Every record must be repeated exactly, with no omission.

--- LISTED ENTRIES Enclosed Below ---

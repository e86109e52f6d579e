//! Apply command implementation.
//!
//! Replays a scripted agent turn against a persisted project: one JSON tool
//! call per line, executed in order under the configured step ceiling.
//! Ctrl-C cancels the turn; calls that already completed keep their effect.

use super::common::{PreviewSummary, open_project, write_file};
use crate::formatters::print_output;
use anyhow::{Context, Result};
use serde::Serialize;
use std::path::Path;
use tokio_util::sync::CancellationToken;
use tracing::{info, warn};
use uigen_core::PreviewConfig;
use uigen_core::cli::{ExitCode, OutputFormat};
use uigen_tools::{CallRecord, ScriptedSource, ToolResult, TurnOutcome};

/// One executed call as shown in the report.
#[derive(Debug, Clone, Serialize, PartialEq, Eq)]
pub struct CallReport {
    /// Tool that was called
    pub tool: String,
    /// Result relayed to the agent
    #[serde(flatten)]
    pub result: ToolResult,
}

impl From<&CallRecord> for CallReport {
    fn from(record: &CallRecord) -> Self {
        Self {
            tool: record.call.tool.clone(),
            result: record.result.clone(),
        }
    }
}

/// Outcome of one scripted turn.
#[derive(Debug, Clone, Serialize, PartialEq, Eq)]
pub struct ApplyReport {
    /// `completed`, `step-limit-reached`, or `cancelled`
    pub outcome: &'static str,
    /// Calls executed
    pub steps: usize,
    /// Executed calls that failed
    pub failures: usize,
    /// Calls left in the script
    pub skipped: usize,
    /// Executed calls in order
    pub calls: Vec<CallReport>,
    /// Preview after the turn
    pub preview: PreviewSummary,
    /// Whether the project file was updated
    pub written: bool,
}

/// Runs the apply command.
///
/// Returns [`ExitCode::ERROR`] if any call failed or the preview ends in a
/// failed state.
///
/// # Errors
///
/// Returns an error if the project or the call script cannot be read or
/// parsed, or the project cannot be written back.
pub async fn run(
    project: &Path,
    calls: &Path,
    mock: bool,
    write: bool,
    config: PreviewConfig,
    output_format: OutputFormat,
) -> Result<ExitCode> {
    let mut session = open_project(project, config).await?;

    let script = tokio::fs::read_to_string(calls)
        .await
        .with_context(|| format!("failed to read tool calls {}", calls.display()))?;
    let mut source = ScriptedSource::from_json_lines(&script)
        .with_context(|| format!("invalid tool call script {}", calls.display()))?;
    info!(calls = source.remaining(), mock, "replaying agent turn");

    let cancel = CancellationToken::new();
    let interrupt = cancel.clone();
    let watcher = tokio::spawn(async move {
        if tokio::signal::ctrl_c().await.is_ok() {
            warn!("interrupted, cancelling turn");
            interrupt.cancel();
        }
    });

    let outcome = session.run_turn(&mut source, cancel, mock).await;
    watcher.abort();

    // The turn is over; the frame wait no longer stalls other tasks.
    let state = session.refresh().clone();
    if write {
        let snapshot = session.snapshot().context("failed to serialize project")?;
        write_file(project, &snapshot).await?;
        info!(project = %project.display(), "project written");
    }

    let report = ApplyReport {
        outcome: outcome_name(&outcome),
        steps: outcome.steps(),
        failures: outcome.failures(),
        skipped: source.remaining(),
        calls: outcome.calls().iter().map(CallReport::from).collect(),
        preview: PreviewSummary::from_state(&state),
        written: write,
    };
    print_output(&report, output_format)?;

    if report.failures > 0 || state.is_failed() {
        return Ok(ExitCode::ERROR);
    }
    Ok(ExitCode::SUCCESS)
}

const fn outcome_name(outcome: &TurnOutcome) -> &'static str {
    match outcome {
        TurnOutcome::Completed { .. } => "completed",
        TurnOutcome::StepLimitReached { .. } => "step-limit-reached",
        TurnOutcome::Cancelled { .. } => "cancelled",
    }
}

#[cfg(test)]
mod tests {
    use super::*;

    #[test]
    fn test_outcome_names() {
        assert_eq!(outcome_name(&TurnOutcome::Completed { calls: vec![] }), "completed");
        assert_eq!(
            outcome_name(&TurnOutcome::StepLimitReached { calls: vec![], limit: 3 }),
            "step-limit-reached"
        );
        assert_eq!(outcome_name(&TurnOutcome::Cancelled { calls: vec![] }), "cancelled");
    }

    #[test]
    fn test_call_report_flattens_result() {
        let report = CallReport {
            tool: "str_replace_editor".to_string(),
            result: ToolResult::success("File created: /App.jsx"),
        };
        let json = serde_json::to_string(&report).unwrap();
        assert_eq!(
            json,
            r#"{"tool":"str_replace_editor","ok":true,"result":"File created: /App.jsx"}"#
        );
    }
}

--- End of Enclosed LISTED ENTRIES ---

**ANSWER SECTION:**
repository e86109e52f6d579e
//! Apply command implementation.
//!
//! Replays a scripted agent turn against a persisted project: one JSON tool
//! call per line, executed in order under the configured step ceiling.
//! Ctrl-C cancels the turn; calls that already completed keep their effect.

use super::common::{PreviewSummary, open_project, write_file};
use crate::formatters::print_output;
use anyhow::{Context, Result};
use serde::Serialize;
use std::path::Path;
use tokio_util::sync::CancellationToken;
use tracing::{info, warn};
use uigen_core::PreviewConfig;
use uigen_core::cli::{ExitCode, OutputFormat};
use uigen_tools::{CallRecord, ScriptedSource, ToolResult, TurnOutcome};

/// One executed call as shown in the report.
#[derive(Debug, Clone, Serialize, PartialEq, Eq)]
pub struct CallReport {
    /// Tool that was called
    pub tool: String,
    /// Result relayed to the agent
    #[serde(flatten)]
    pub result: ToolResult,
}

impl From<&CallRecord> for CallReport {
    fn from(record: &CallRecord) -> Self {
        Self {
            tool: record.call.tool.clone(),
            result: record.result.clone(),
        }
    }
}

/// Outcome of one scripted turn.
#[derive(Debug, Clone, Serialize, PartialEq, Eq)]
pub struct ApplyReport {
    /// `completed`, `step-limit-reached`, or `cancelled`
    pub outcome: &'static str,
    /// Calls executed
    pub steps: usize,
    /// Executed calls that failed
    pub failures: usize,
    /// Calls left in the script
    pub skipped: usize,
    /// Executed calls in order
    pub calls: Vec<CallReport>,
    /// Preview after the turn
    pub preview: PreviewSummary,
    /// Whether the project file was updated
    pub written: bool,
}

/// Runs the apply command.
///
/// Returns [`ExitCode::ERROR`] if any call failed or the preview ends in a
/// failed state.
///
/// # Errors
///
/// Returns an error if the project or the call script cannot be read or
/// parsed, or the project cannot be written back.
pub async fn run(
    project: &Path,
    calls: &Path,
    mock: bool,
    write: bool,
    config: PreviewConfig,
    output_format: OutputFormat,
) -> Result<ExitCode> {
    let mut session = open_project(project, config).await?;

    let script = tokio::fs::read_to_string(calls)
        .await
        .with_context(|| format!("failed to read tool calls {}", calls.display()))?;
    let mut source = ScriptedSource::from_json_lines(&script)
        .with_context(|| format!("invalid tool call script {}", calls.display()))?;
    info!(calls = source.remaining(), mock, "replaying agent turn");

    let cancel = CancellationToken::new();
    let interrupt = cancel.clone();
    let watcher = tokio::spawn(async move {
        if tokio::signal::ctrl_c().await.is_ok() {
            warn!("interrupted, cancelling turn");
            interrupt.cancel();
        }
    });

    let outcome = session.run_turn(&mut source, cancel, mock).await;
    watcher.abort();

    // The turn is over; the frame wait no longer stalls other tasks.
    let state = session.refresh().clone();
    if write {
        let snapshot = session.snapshot().context("failed to serialize project")?;
        write_file(project, &snapshot).await?;
        info!(project = %project.display(), "project written");
    }

    let report = ApplyReport {
        outcome: outcome_name(&outcome),
        steps: outcome.steps(),
        failures: outcome.failures(),
        skipped: source.remaining(),
        calls: outcome.calls().iter().map(CallReport::from).collect(),
        preview: PreviewSummary::from_state(&state),
        written: write,
    };
    print_output(&report, output_format)?;

    if report.failures > 0 || state.is_failed() {
        return Ok(ExitCode::ERROR);
    }
    Ok(ExitCode::SUCCESS)
}

const fn outcome_name(outcome: &TurnOutcome) -> &'static str {
    match outcome {
        TurnOutcome::Completed { .. } => "completed",
        TurnOutcome::StepLimitReached { .. } => "step-limit-reached",
        TurnOutcome::Cancelled { .. } => "cancelled",
    }
}

#[cfg(test)]
mod tests {
    use super::*;

    #[test]
    fn test_outcome_names() {
        assert_eq!(outcome_name(&TurnOutcome::Completed { calls: vec![] }), "completed");
        assert_eq!(
            outcome_name(&TurnOutcome::StepLimitReached { calls: vec![], limit: 3 }),
            "step-limit-reached"
        );
        assert_eq!(outcome_name(&TurnOutcome::Cancelled { calls: vec![] }), "cancelled");
    }

    #[test]
    fn test_call_report_flattens_result() {
        let report = CallReport {
            tool: "str_replace_editor".to_string(),
            result: ToolResult::success("File created: /App.jsx"),
        };
        let json = serde_json::to_string(&report).unwrap();
        assert_eq!(
            json,
            r#"{"tool":"str_replace_editor","ok":true,"result":"File created: /App.jsx"}"#
        );
    }
}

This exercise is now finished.